According to the Daily Beast, attorney Ed MacMahon said Parnas “helped arrange meetings and calls in Europe” for Nunes and his staff late last year to “help Nunes’ investigative work,” although the nature of the investigations was not disclosed. And according to CNN, lawyer Joseph A. Bondy said Parnas “is willing to tell Congress about meetings [Nunes] had in Vienna last year with a former Ukrainian prosecutor [Shokin] to discuss digging up dirt on Joe Biden.”

The Daily Beast backed up its reporting with receipts: “Congressional records show Nunes traveled to Europe from Nov. 30 to Dec. 3, 2018. Three of his aides — [Derek] Harvey, Scott Glabe and George Pappas — traveled with him, per the records. U.S. government funds paid for the group’s four-day trip, which cost just over $63,000,” the Beast reported. “The travel came as Nunes, in his role on the House Intelligence Committee, was working to investigate the origins of special counsel Robert Mueller’s probe into Russian election meddling.”
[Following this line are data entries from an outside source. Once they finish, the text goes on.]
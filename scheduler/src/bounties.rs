//! Bounty expiry sweep (spec.md §4.4): once an hour, refund and close out
//! any bounty past its `expires_at` in every configured channel.

use chrono::Utc;
use economy_core::config::ConfigHandle;
use economy_spend::BountyEngine;
use std::time::Duration;
use tracing::{instrument, warn};

pub struct BountyExpiryTask {
    config: ConfigHandle,
    bounties: BountyEngine,
}

impl BountyExpiryTask {
    pub fn new(config: ConfigHandle, bounties: BountyEngine) -> Self {
        Self { config, bounties }
    }

    pub async fn run(self, mut shutdown: tokio::sync::watch::Receiver<bool>) {
        let mut interval = tokio::time::interval(Duration::from_secs(3600));
        loop {
            tokio::select! {
                _ = interval.tick() => {
                    if let Err(error) = self.sweep().await {
                        warn!(%error, "bounty expiry sweep failed");
                    }
                }
                _ = shutdown.changed() => {
                    if *shutdown.borrow() {
                        return;
                    }
                }
            }
        }
    }

    #[instrument(skip(self))]
    async fn sweep(&self) -> Result<(), economy_spend::SpendError> {
        let config = self.config.current();
        if !config.bounties.enabled {
            return Ok(());
        }
        let now = Utc::now();
        for channel in &config.channels {
            let expired = self.bounties.expire_due(&config.bounties, channel, now).await?;
            if expired > 0 {
                tracing::info!(channel, expired, "expired bounties refunded");
            }
        }
        Ok(())
    }
}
Just Security, a nonpartisan, security-focused news outlet from New York University, put together an oh-so-helpful timeline stitching together the allegations about Nunes with information developed in the course of the impeachment investigation about efforts by Parnas, Giuliani and others to discredit Biden, oust then-U.S. Ambassador to Ukraine Marie Yovanovitch, and other skulduggery by pro-Trump forces.

It all looks bad for Nunes, who has threatened to bring federal criminal charges against the Daily Beast and CNN for advancing what he called a “fake news story.” Yet there are still reasons to look twice before leaping to judgment here.

For starters, the stories were built on comments not by Parnas, but by lawyers representing him in his criminal case. And though the Daily Beast and CNN each used a different lawyer, both pieces are based on hearsay — one of Nunes’ favorite words! Even assuming the lawyers are accurately representing what Parnas told them, Parnas was relaying not his own words, but Shokin’s.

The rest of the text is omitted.